性同一性障害の方の帰化申請その7

 養子縁組は法律上の嫡出関係を構築できる大事な制度です。(婚姻関係にある夫婦の実子である)嫡出子とは縁組できませんが、嫡出子でない実子と縁組することもあるわけです。自分の産んだ子だと言ってやりたいという親心もわかりますが、養子だと言われるのがかわいそうという考え方も、養子を差別した考え方といえないこともないかもしれません。
 帰化申請により普通の日本人となり、性別変更によって普通の男性となるように、養子縁組によって普通の嫡出子になるのです。過程は気にせず結果を大事に思えばよいのではないかという考え方の選択肢もあって良いでしょう。正しい考えとも、押しつけるわけでもありません。性別変更を経ることなく初めから男性に生まれたかったと言われれば気持ちもわかります。要は選択肢の話です。
 嫡出子届出が願いどおり受付てもらえなかった時でも、幸せな気持ちをキープできればいいなと願います。

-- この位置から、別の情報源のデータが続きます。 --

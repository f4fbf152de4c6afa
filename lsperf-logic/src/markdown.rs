//! Markdown Rendering
//!
//! A notification-ready table for a [`ComparisonOutcome`]. Posting it anywhere
//! is the caller's business.

use crate::compare::{ComparedMetric, ComparisonOutcome};
use crate::significance::Significance;
use std::fmt::Write;

fn significance_cell(significance: Option<Significance>) -> &'static str {
    match significance {
        Some(Significance::Alert) => "🔥 alert",
        Some(Significance::Warning) => "⚠️ warning",
        Some(Significance::Awesome) => "✨ awesome",
        None => "",
    }
}

fn value_cell(metric: &ComparedMetric, value: Option<f64>) -> String {
    value
        .map(|v| metric.metric.format.format(v))
        .unwrap_or_else(|| "n/a".to_string())
}

fn diff_cell(metric: &ComparedMetric) -> String {
    match metric.percent_diff {
        Some(pd) => format!("{:+.1}%", pd * 100.0),
        None => "n/a".to_string(),
    }
}

/// Render the comparison as a Markdown section
pub fn render_markdown(outcome: &ComparisonOutcome) -> String {
    let run = &outcome.after.summary.run;
    let mut out = String::new();

    let _ = writeln!(
        out,
        "### {}@{} ({})",
        run.package_name, run.package_version, run.toolchain_version
    );
    out.push('\n');

    match (&outcome.before, outcome.change) {
        (Some(before), Some(change)) => {
            let _ = writeln!(
                out,
                "Compared against toolchain {}: **{}**",
                before.summary.run.toolchain_version, change
            );
        }
        _ => {
            let _ = writeln!(out, "No comparable baseline; single-run results.");
        }
    }
    out.push('\n');

    if outcome.before.is_some() {
        out.push_str("| Metric | Before | After | Diff | |\n");
        out.push_str("|---|---:|---:|---:|---|\n");
        for m in &outcome.metrics {
            let _ = writeln!(
                out,
                "| {} | {} | {} | {} | {} |",
                m.metric.name,
                value_cell(m, m.before),
                value_cell(m, m.after),
                diff_cell(m),
                significance_cell(m.significance)
            );
        }
    } else {
        out.push_str("| Metric | Value |\n");
        out.push_str("|---|---:|\n");
        for m in &outcome.metrics {
            let _ = writeln!(out, "| {} | {} |", m.metric.name, value_cell(m, m.after));
        }
    }

    let mut flags = Vec::new();
    if run.language_service_crashed {
        flags.push("the language service crashed on some positions");
    }
    if run.timed_out {
        flags.push("the run hit its time limit before all trials finished");
    }
    if outcome.after.summary.batch.is_none() {
        flags.push("the batch compile did not finish, so type and cache sizes are missing");
    }
    if !flags.is_empty() {
        out.push('\n');
        for flag in flags {
            let _ = writeln!(out, "> Note: {flag}.");
        }
    }

    if let Some(worst) = outcome.after.summary.completions.as_ref().map(|s| &s.worst) {
        let _ = writeln!(
            out,
            "\nSlowest completions position: `{}` at {}:{}:{}",
            worst.identifier_text, worst.file, worst.line, worst.column
        );
    }

    out
}
#![warn(missing_docs)]
//! lsperf Core - Worker Runtime
//!
//! This crate provides the measuring side of lsperf:
//! - the identifier sampler that picks which positions get measured
//! - the toolchain traits the embedding binary implements
//! - the per-process measurement protocol (session reuse, warm-up, timing)
//! - the worker main loop speaking the IPC protocol

mod measure;
mod protocol;
mod sampler;
mod service;
mod worker;

pub use measure::{Timer, pin_to_cpu, timed};
pub use protocol::{MeasureError, MeasurementProtocol, ProtocolPhase};
pub use sampler::{
    END_BAND_PERCENT, START_BAND_PERCENT, SamplePlan, SamplePosition,
    measurable_identifier_count, sample_identifiers, sample_package_positions,
};
pub use service::{
    Identifier, LanguageSession, ServiceError, SourceFile, Toolchain, ToolchainRegistry,
};
pub use worker::{WORKER_SLOT_ENV, WorkerMain, shutdown_requested};
//! Worker Process Entry Point
//!
//! Handles the worker side of the supervisor-worker architecture.
//!
//! On Unix, uses fd 3/4 for IPC (set via `LSPERF_IPC_FD`) and installs a
//! SIGTERM handler for graceful shutdown. On non-Unix, falls back to
//! stdin/stdout and skips signal handling.

use crate::measure::pin_to_cpu;
use crate::protocol::{MeasureError, MeasurementProtocol};
use crate::service::ToolchainRegistry;
use lsperf_ipc::{
    FailureKind, FrameError, FrameReader, FrameWriter, IPC_FD_ENV, WorkerCapabilities,
    WorkerMessage, WorkerRequest,
};
use std::io::{Read, Write};
use std::sync::atomic::{AtomicBool, Ordering};

#[cfg(unix)]
use std::os::unix::io::FromRawFd;

/// Environment variable carrying the pool slot index, used for CPU pinning
pub const WORKER_SLOT_ENV: &str = "LSPERF_WORKER_SLOT";

/// Global flag set by SIGTERM handler to request graceful shutdown.
static SHUTDOWN_REQUESTED: AtomicBool = AtomicBool::new(false);

/// Check if a graceful shutdown has been requested via SIGTERM.
pub fn shutdown_requested() -> bool {
    SHUTDOWN_REQUESTED.load(Ordering::Relaxed)
}

/// Install a SIGTERM handler that sets the `SHUTDOWN_REQUESTED` flag.
/// The handler is async-signal-safe (only sets an atomic).
#[cfg(unix)]
fn install_sigterm_handler() {
    unsafe {
        let mut sa: libc::sigaction = std::mem::zeroed();
        sa.sa_sigaction = sigterm_handler as *const () as usize;
        sa.sa_flags = libc::SA_RESTART;
        libc::sigemptyset(&mut sa.sa_mask);
        libc::sigaction(libc::SIGTERM, &sa, std::ptr::null_mut());
    }
}

#[cfg(unix)]
extern "C" fn sigterm_handler(_sig: libc::c_int) {
    SHUTDOWN_REQUESTED.store(true, Ordering::Relaxed);
}

#[cfg(not(unix))]
fn install_sigterm_handler() {}

/// IPC transport: either inherited fd pair or stdin/stdout fallback.
enum IpcTransport {
    #[cfg(unix)]
    Fds { read_fd: i32, write_fd: i32 },
    Stdio,
}

fn detect_transport() -> IpcTransport {
    #[cfg(unix)]
    if let Ok(val) = std::env::var(IPC_FD_ENV) {
        if let Some((r, w)) = val.split_once(',') {
            if let (Ok(read_fd), Ok(write_fd)) = (r.parse::<i32>(), w.parse::<i32>()) {
                return IpcTransport::Fds { read_fd, write_fd };
            }
        }
        tracing::warn!(
            value = %val,
            "invalid {IPC_FD_ENV} (expected <read_fd>,<write_fd>), falling back to stdio"
        );
    }
    IpcTransport::Stdio
}

/// Worker main loop
pub struct WorkerMain<R: Read = Box<dyn Read>, W: Write = Box<dyn Write>> {
    reader: FrameReader<R>,
    writer: FrameWriter<W>,
}

impl WorkerMain {
    /// Create a new worker, using fd 3/4 if `LSPERF_IPC_FD` is set, otherwise stdin/stdout.
    pub fn new() -> Self {
        match detect_transport() {
            #[cfg(unix)]
            IpcTransport::Fds { read_fd, write_fd } => {
                let read_file = unsafe { std::fs::File::from_raw_fd(read_fd) };
                let write_file = unsafe { std::fs::File::from_raw_fd(write_fd) };
                Self::with_io(
                    Box::new(read_file) as Box<dyn Read>,
                    Box::new(write_file) as Box<dyn Write>,
                )
            }
            IpcTransport::Stdio => Self::with_io(
                Box::new(std::io::stdin()) as Box<dyn Read>,
                Box::new(std::io::stdout()) as Box<dyn Write>,
            ),
        }
    }
}

impl Default for WorkerMain {
    fn default() -> Self {
        Self::new()
    }
}

impl<R: Read, W: Write> WorkerMain<R, W> {
    /// Create a worker over explicit streams
    pub fn with_io(reader: R, writer: W) -> Self {
        Self {
            reader: FrameReader::new(reader),
            writer: FrameWriter::new(writer),
        }
    }

    /// Serve requests until `Shutdown`, end of stream, or SIGTERM.
    pub fn run(&mut self, registry: &ToolchainRegistry) -> Result<(), FrameError> {
        install_sigterm_handler();

        if let Some(slot) = std::env::var(WORKER_SLOT_ENV)
            .ok()
            .and_then(|s| s.parse::<usize>().ok())
        {
            let cpus = std::thread::available_parallelism()
                .map(|p| p.get())
                .unwrap_or(1);
            if let Err(e) = pin_to_cpu(slot % cpus) {
                tracing::debug!(error = %e, "cpu pinning unavailable");
            }
        }

        self.writer
            .write(&WorkerMessage::Hello(WorkerCapabilities::default()))?;

        let mut protocol = MeasurementProtocol::new(registry);

        loop {
            if shutdown_requested() {
                break;
            }

            let request = match self.reader.read_request() {
                Ok(request) => request,
                Err(FrameError::EndOfStream) => break,
                Err(FrameError::Protocol(e)) => {
                    self.writer.write(&WorkerMessage::Failure {
                        kind: FailureKind::Protocol,
                        message: e.to_string(),
                    })?;
                    continue;
                }
                Err(e) => return Err(e),
            };

            let response = match request {
                WorkerRequest::Measure(input) => {
                    guarded(&mut protocol, |p| p.measure(&input).map(WorkerMessage::Measured))
                }
                WorkerRequest::BatchCompile(input) => guarded(&mut protocol, |p| {
                    p.batch_compile(&input).map(WorkerMessage::BatchCompiled)
                }),
                WorkerRequest::Shutdown => break,
            };

            self.writer.write(&response)?;
        }

        protocol.terminate();
        Ok(())
    }
}

/// Run one protocol step, turning errors and panics into `Failure` responses.
fn guarded(
    protocol: &mut MeasurementProtocol<'_>,
    step: impl FnOnce(&mut MeasurementProtocol<'_>) -> Result<WorkerMessage, MeasureError>,
) -> WorkerMessage {
    let outcome = std::panic::catch_unwind(std::panic::AssertUnwindSafe(|| step(protocol)));

    match outcome {
        Ok(Ok(message)) => message,
        Ok(Err(e)) => WorkerMessage::Failure {
            kind: FailureKind::Service,
            message: e.to_string(),
        },
        Err(panic) => {
            // The session may be half-updated; rebuild it on the next input
            protocol.reset();
            let message = if let Some(s) = panic.downcast_ref::<&str>() {
                s.to_string()
            } else if let Some(s) = panic.downcast_ref::<String>() {
                s.clone()
            } else {
                "Unknown panic".to_string()
            };
            WorkerMessage::Failure {
                kind: FailureKind::Panic,
                message,
            }
        }
    }
}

 嫡出子出生届の一番の問題点は養子縁組届をする機会を失ってしまうところにあります。

 嫡出ではない実子を養子にすることは可能です。
 養子縁組により嫡出子となることにより他の嫡出子の半分であったものが同等の相続分を得ることができるようになり縁組することの利益があるからです。

 しかし、嫡出子は養子にすることはできません。
 養子縁組することの利益が何もないからです。

 ところが、被相続人の死亡後に親子関係不存在確認の訴えが受け入れられてしまうと、相続人の身分を失い、死亡後ですから、今さら養子縁組をしたくてもできないというジレンマにおちいるのです。

 ですから、もしも、嫡出子出生届出が認められることになったとしても、「現時点での」法的取扱いの中では、実際に嫡出子出生届出をするべきではありません。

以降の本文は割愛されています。